The last step in getting the right people in the right positions is to train the new employee. If you do this properly, the person will feel capable of doing the job they were hired to do, which contributes to a positive experience at work. 

  • Feeling this way, especially with a great leader, is the best guarantee of increasing staff retention among the team.

One last piece of advice: don't rush training to save time. Your franchisor will provide all the tools you need to do an excellent job. Use those tools, follow their plan, and the process will be easy.

Don't miss: Training is expensive! But lack of it costs more


Beware: following these six steps won't guarantee that all your staff problems will go away. You need to follow the process with extreme discipline to increase your chances of success over time.

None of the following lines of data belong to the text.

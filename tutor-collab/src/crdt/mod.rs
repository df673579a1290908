//! Replicated sequence CRDT for collaborative code buffers and notes.
//!
//! Architecture:
//! ```text
//!   local edit                      remote Update
//!       │                                │
//!       ▼                                ▼
//! Document::apply_local_insert    Document::merge
//!       │                                │
//!       └──────────────┬─────────────────┘
//!                      ▼
//!            readiness check ──► pending buffer (origin missing / clock gap)
//!                      │                 ▲ retried after each integration
//!                      ▼                 │
//!              YATA integration ─────────┘
//!                      │
//!        ┌─────────────┼──────────────┐
//!        ▼             ▼              ▼
//!   units (arena)  order (blocks)   history (diff source)
//! ```
//!
//! Every operation, insert or delete, consumes one clock tick of its
//! author's origin, so a [`StateVector`] summarises everything a replica
//! has integrated and [`Document::diff`] is exact.
//!
//! Reference: Nicolaescu et al., "Near Real-Time Peer-to-Peer Shared
//! Editing on Extensible Data Types" (YATA), GROUP 2016

pub mod document;
pub mod id;
mod order;
pub mod update;

pub use document::{ContentChange, CrdtError, Document, Merged, DEFAULT_PENDING_LIMIT};
pub use id::{ClientId, StateVector, UnitId};
pub use update::{ContentUnit, Operation, UnitValue, Update};
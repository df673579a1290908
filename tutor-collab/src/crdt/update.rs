//! Content units, operations and update batches.

use serde::{Deserialize, Serialize};
use std::collections::{BTreeMap, HashSet};
use std::fmt;

use super::id::{ClientId, StateVector, UnitId};

/// Value held by one position of the sequence.
///
/// Code buffers use one `Char` per position; notes may store whole
/// paragraphs as a `Block`, which is inserted and deleted atomically.
#[derive(Debug, Clone, PartialEq, Eq, Serialize, Deserialize)]
pub enum UnitValue {
    Char(char),
    Block(String),
}

impl fmt::Display for UnitValue {
    fn fmt(&self, f: &mut fmt::Formatter<'_>) -> fmt::Result {
        match self {
            UnitValue::Char(c) => write!(f, "{c}"),
            UnitValue::Block(s) => f.write_str(s),
        }
    }
}

impl From<char> for UnitValue {
    fn from(c: char) -> Self {
        UnitValue::Char(c)
    }
}

/// A single element of the replicated sequence.
#[derive(Debug, Clone, PartialEq, Eq, Serialize, Deserialize)]
pub struct ContentUnit {
    pub id: UnitId,
    pub value: UnitValue,
    /// Unit immediately left of this one on the author's replica at creation.
    pub left_origin: Option<UnitId>,
    /// Unit immediately right of this one on the author's replica at creation.
    pub right_origin: Option<UnitId>,
    pub deleted: bool,
}

/// One replicated operation.
#[derive(Debug, Clone, PartialEq, Eq, Serialize, Deserialize)]
pub enum Operation {
    Insert(ContentUnit),
    /// Tombstone `target`. `id` is the delete's own clock tick.
    Delete { id: UnitId, target: UnitId },
}

impl Operation {
    /// Identity of the operation (the unit id for inserts).
    pub fn id(&self) -> UnitId {
        match self {
            Operation::Insert(unit) => unit.id,
            Operation::Delete { id, .. } => *id,
        }
    }
}

/// An ordered batch of operations.
///
/// Dependencies precede dependents, so a replica that has everything the
/// batch's author had can integrate it front to back without buffering.
#[derive(Debug, Clone, Default, PartialEq, Eq, Serialize, Deserialize)]
pub struct Update {
    ops: Vec<Operation>,
}

impl Update {
    pub fn new(ops: Vec<Operation>) -> Self {
        Self { ops }
    }

    pub fn ops(&self) -> &[Operation] {
        &self.ops
    }

    pub fn len(&self) -> usize {
        self.ops.len()
    }

    pub fn is_empty(&self) -> bool {
        self.ops.is_empty()
    }

    /// Append all operations of `other`.
    pub fn extend(&mut self, other: Update) {
        self.ops.extend(other.ops);
    }

    /// Inclusive clock range covered per origin.
    pub fn clock_ranges(&self) -> BTreeMap<ClientId, (u64, u64)> {
        let mut ranges: BTreeMap<ClientId, (u64, u64)> = BTreeMap::new();
        for op in &self.ops {
            let id = op.id();
            ranges
                .entry(id.origin)
                .and_modify(|(lo, hi)| {
                    *lo = (*lo).min(id.clock);
                    *hi = (*hi).max(id.clock);
                })
                .or_insert((id.clock, id.clock));
        }
        ranges
    }

    /// Whether every operation is already covered by `sv`.
    pub fn covered_by(&self, sv: &StateVector) -> bool {
        self.ops.iter().all(|op| sv.contains(op.id()))
    }

    /// Drop operations whose id is in `ids`.
    pub fn without(mut self, ids: &HashSet<UnitId>) -> Update {
        self.ops.retain(|op| !ids.contains(&op.id()));
        self
    }

    pub fn op_ids(&self) -> impl Iterator<Item = UnitId> + '_ {
        self.ops.iter().map(Operation::id)
    }
}

impl From<Vec<Operation>> for Update {
    fn from(ops: Vec<Operation>) -> Self {
        Self::new(ops)
    }
}
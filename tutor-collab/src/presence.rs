//! Presence service: who is in the room and where their cursor is.
//!
//! ## Architecture
//!
//! ```text
//! Local cursor move
//!       │
//!       ▼
//! PresenceRoom::set_local(patch)
//!       │
//!       ▼
//! AwarenessMessage::Update { peer_id, timestamp, patch }
//!       │
//!       ▼   (AWARENESS frame, relayed to every other member)
//! Remote PresenceRoom::handle_message()
//!       │   per-field last-writer-wins on (timestamp, peer_id)
//!       ▼
//! PresenceEvent::Changed / Removed  ──► EditorView
//! ```
//!
//! State is ephemeral: nothing here is persisted. Peers that stop sending
//! (heartbeats included) for longer than `PresenceConfig::timeout` are
//! dropped by `sweep`.
//!
//! Reference: Kleppmann, Chapter 8 (Broadcast Protocols)

use serde::{Deserialize, Serialize};
use std::collections::{BTreeMap, HashMap};
use std::time::{Duration, SystemTime, UNIX_EPOCH};
use tokio::time::Instant;

/// Presence identity of a participant.
pub type PeerId = u64;

/// Peer id the relay uses for its own presence room. Never announced.
pub const RELAY_PEER_ID: PeerId = 0;

// ───────────────────────────────────────────────────────────────────
// Configuration
// ───────────────────────────────────────────────────────────────────

#[derive(Debug, Clone)]
pub struct PresenceConfig {
    /// Silence after which a peer is removed.
    pub timeout: Duration,
    /// How often the local peer announces it is still there.
    pub heartbeat_interval: Duration,
    /// How often timed-out peers are swept.
    pub sweep_interval: Duration,
}

impl Default for PresenceConfig {
    fn default() -> Self {
        Self {
            timeout: Duration::from_secs(30),
            heartbeat_interval: Duration::from_secs(10),
            sweep_interval: Duration::from_secs(1),
        }
    }
}

impl PresenceConfig {
    pub fn for_testing() -> Self {
        Self {
            timeout: Duration::from_millis(600),
            heartbeat_interval: Duration::from_millis(100),
            sweep_interval: Duration::from_millis(50),
        }
    }
}

// ───────────────────────────────────────────────────────────────────
// Fields and patches
// ───────────────────────────────────────────────────────────────────

/// Presence fields of one peer.
#[derive(Debug, Clone, Default, PartialEq, Eq, Serialize, Deserialize)]
pub struct AwarenessFields {
    pub display_name: String,
    /// Opaque color string, e.g. `#3b82f6`.
    pub color: String,
    /// Visible position of the caret.
    pub cursor_pos: Option<u64>,
    /// Half-open visible range.
    pub selection_range: Option<(u64, u64)>,
}

impl AwarenessFields {
    fn apply(&mut self, value: &FieldValue) {
        match value {
            FieldValue::DisplayName(v) => self.display_name = v.clone(),
            FieldValue::Color(v) => self.color = v.clone(),
            FieldValue::CursorPos(v) => self.cursor_pos = *v,
            FieldValue::SelectionRange(v) => self.selection_range = *v,
        }
    }
}

/// New value for a single presence field.
#[derive(Debug, Clone, PartialEq, Eq, Serialize, Deserialize)]
pub enum FieldValue {
    DisplayName(String),
    Color(String),
    CursorPos(Option<u64>),
    SelectionRange(Option<(u64, u64)>),
}

impl FieldValue {
    fn slot(&self) -> usize {
        match self {
            FieldValue::DisplayName(_) => 0,
            FieldValue::Color(_) => 1,
            FieldValue::CursorPos(_) => 2,
            FieldValue::SelectionRange(_) => 3,
        }
    }
}

const FIELD_COUNT: usize = 4;

/// A set of field changes, built fluently.
///
/// ```ignore
/// let patch = AwarenessPatch::new().cursor_pos(12).clear_selection();
/// ```
#[derive(Debug, Clone, Default, PartialEq, Eq, Serialize, Deserialize)]
pub struct AwarenessPatch(Vec<FieldValue>);

impl AwarenessPatch {
    pub fn new() -> Self {
        Self::default()
    }

    /// Patch that sets every field to the values in `fields`.
    pub fn full(fields: &AwarenessFields) -> Self {
        Self(vec![
            FieldValue::DisplayName(fields.display_name.clone()),
            FieldValue::Color(fields.color.clone()),
            FieldValue::CursorPos(fields.cursor_pos),
            FieldValue::SelectionRange(fields.selection_range),
        ])
    }

    pub fn display_name(self, name: impl Into<String>) -> Self {
        self.with(FieldValue::DisplayName(name.into()))
    }

    pub fn color(self, color: impl Into<String>) -> Self {
        self.with(FieldValue::Color(color.into()))
    }

    pub fn cursor_pos(self, pos: u64) -> Self {
        self.with(FieldValue::CursorPos(Some(pos)))
    }

    pub fn clear_cursor(self) -> Self {
        self.with(FieldValue::CursorPos(None))
    }

    pub fn selection(self, start: u64, end: u64) -> Self {
        self.with(FieldValue::SelectionRange(Some((start, end))))
    }

    pub fn clear_selection(self) -> Self {
        self.with(FieldValue::SelectionRange(None))
    }

    /// Add `value`, replacing an earlier value for the same field.
    pub fn with(mut self, value: FieldValue) -> Self {
        self.0.retain(|v| v.slot() != value.slot());
        self.0.push(value);
        self
    }

    pub fn fields(&self) -> &[FieldValue] {
        &self.0
    }

    pub fn is_empty(&self) -> bool {
        self.0.is_empty()
    }
}

// ───────────────────────────────────────────────────────────────────
// Wire messages
// ───────────────────────────────────────────────────────────────────

/// Presence message carried in an AWARENESS frame.
#[derive(Debug, Clone, PartialEq, Eq, Serialize, Deserialize)]
pub enum AwarenessMessage {
    /// Field changes stamped with the author's clock.
    Update {
        peer_id: PeerId,
        timestamp: u64,
        patch: AwarenessPatch,
    },
    /// Liveness only.
    Heartbeat { peer_id: PeerId },
    /// Explicit leave. `timestamp` is the last stamp the sender knew for the peer.
    Remove { peer_id: PeerId, timestamp: u64 },
}

impl AwarenessMessage {
    pub fn peer_id(&self) -> PeerId {
        match self {
            AwarenessMessage::Update { peer_id, .. }
            | AwarenessMessage::Heartbeat { peer_id }
            | AwarenessMessage::Remove { peer_id, .. } => *peer_id,
        }
    }
}

// ───────────────────────────────────────────────────────────────────
// Peer state
// ───────────────────────────────────────────────────────────────────

/// Last-writer-wins stamp. Ordered by timestamp, then peer id.
#[derive(Debug, Clone, Copy, PartialEq, Eq, PartialOrd, Ord)]
struct Stamp {
    timestamp: u64,
    peer_id: PeerId,
}

/// A remote peer as the UI sees it.
#[derive(Debug, Clone, PartialEq)]
pub struct PeerPresence {
    pub peer_id: PeerId,
    pub fields: AwarenessFields,
    pub last_seen_at: Instant,
}

/// Observable presence change.
#[derive(Debug, Clone, PartialEq)]
pub enum PresenceEvent {
    Changed(PeerPresence),
    Removed(PeerId),
}

#[derive(Debug, Clone)]
struct PeerEntry {
    presence: PeerPresence,
    stamps: [Option<Stamp>; FIELD_COUNT],
}

impl PeerEntry {
    fn latest_timestamp(&self) -> u64 {
        self.stamps
            .iter()
            .flatten()
            .map(|s| s.timestamp)
            .max()
            .unwrap_or(0)
    }

    /// Known field values grouped by the stamp each one was written with,
    /// oldest first. A peer with no stamped field still gets one message.
    fn snapshot(&self) -> Vec<AwarenessMessage> {
        let mut by_time: BTreeMap<u64, AwarenessPatch> = BTreeMap::new();
        for value in AwarenessPatch::full(&self.presence.fields).fields() {
            if let Some(stamp) = self.stamps[value.slot()] {
                let patch = by_time.entry(stamp.timestamp).or_default();
                *patch = std::mem::take(patch).with(value.clone());
            }
        }
        if by_time.is_empty() {
            by_time.insert(0, AwarenessPatch::new());
        }
        by_time
            .into_iter()
            .map(|(timestamp, patch)| AwarenessMessage::Update {
                peer_id: self.presence.peer_id,
                timestamp,
                patch,
            })
            .collect()
    }
}

// ───────────────────────────────────────────────────────────────────
// Presence room
// ───────────────────────────────────────────────────────────────────

/// Presence state of one room as seen by one participant.
pub struct PresenceRoom {
    local_peer_id: PeerId,
    local_fields: AwarenessFields,
    peers: HashMap<PeerId, PeerEntry>,
    /// Last stamp of peers that left; older updates must not resurrect them.
    departed: HashMap<PeerId, u64>,
    last_timestamp: u64,
    config: PresenceConfig,
}
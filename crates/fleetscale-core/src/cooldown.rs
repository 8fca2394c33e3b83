//! Cooldown record types shared between the decision engine and every
//! `CooldownStore` implementation.

use serde::{Deserialize, Serialize};

/// Which kind of scale event a cooldown record tracks.
#[derive(Debug, Clone, Copy, PartialEq, Eq, Hash, Serialize, Deserialize)]
#[serde(rename_all = "snake_case")]
pub enum CooldownKind {
    Up,
    Down,
}

impl CooldownKind {
    pub fn as_str(&self) -> &'static str {
        match self {
            CooldownKind::Up => "last_scale_up",
            CooldownKind::Down => "last_scale_down",
        }
    }
}

/// A single `(app_name, kind)` → timestamp record.
///
/// `timestamp` is UTC epoch seconds of the most recent scale event of
/// that kind. A missing record (no `CooldownRecord` for a given key)
/// means "no prior event" — see `fleetscale-cooldown`'s missing-cooldown
/// policy for how callers should treat that.
#[derive(Debug, Clone, Copy, PartialEq, Eq, Serialize, Deserialize)]
pub struct CooldownRecord {
    pub timestamp: u64,
}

Also, you must understand that hiring shouldn’t be done only when you're understaffed. The secret is to find great people as a routine or a daily activity, even when your staff is complete.

  • Think about it! If you're always looking for good people, you'll never miss an opportunity to make a good hire.

If you would like to learn more about the hiring process and how you and your leaders can get the right people for your franchise and have them perform their best in the right positions, explore the training and development programs the American Franchise Academy has to offer.

We have training programs for unit managers, district managers, and for developing multi-unit franchisees and we can support them in your journey of achieving their highest potential.

Learn more about these programs here!

  • Do you have the right people in the correct positions?
  • How much time, money, and focus are you dedicating to the hiring process?
  • Are you permanently looking for new employees or only when needed?
  • How can you improve the new employee’s first-day experience?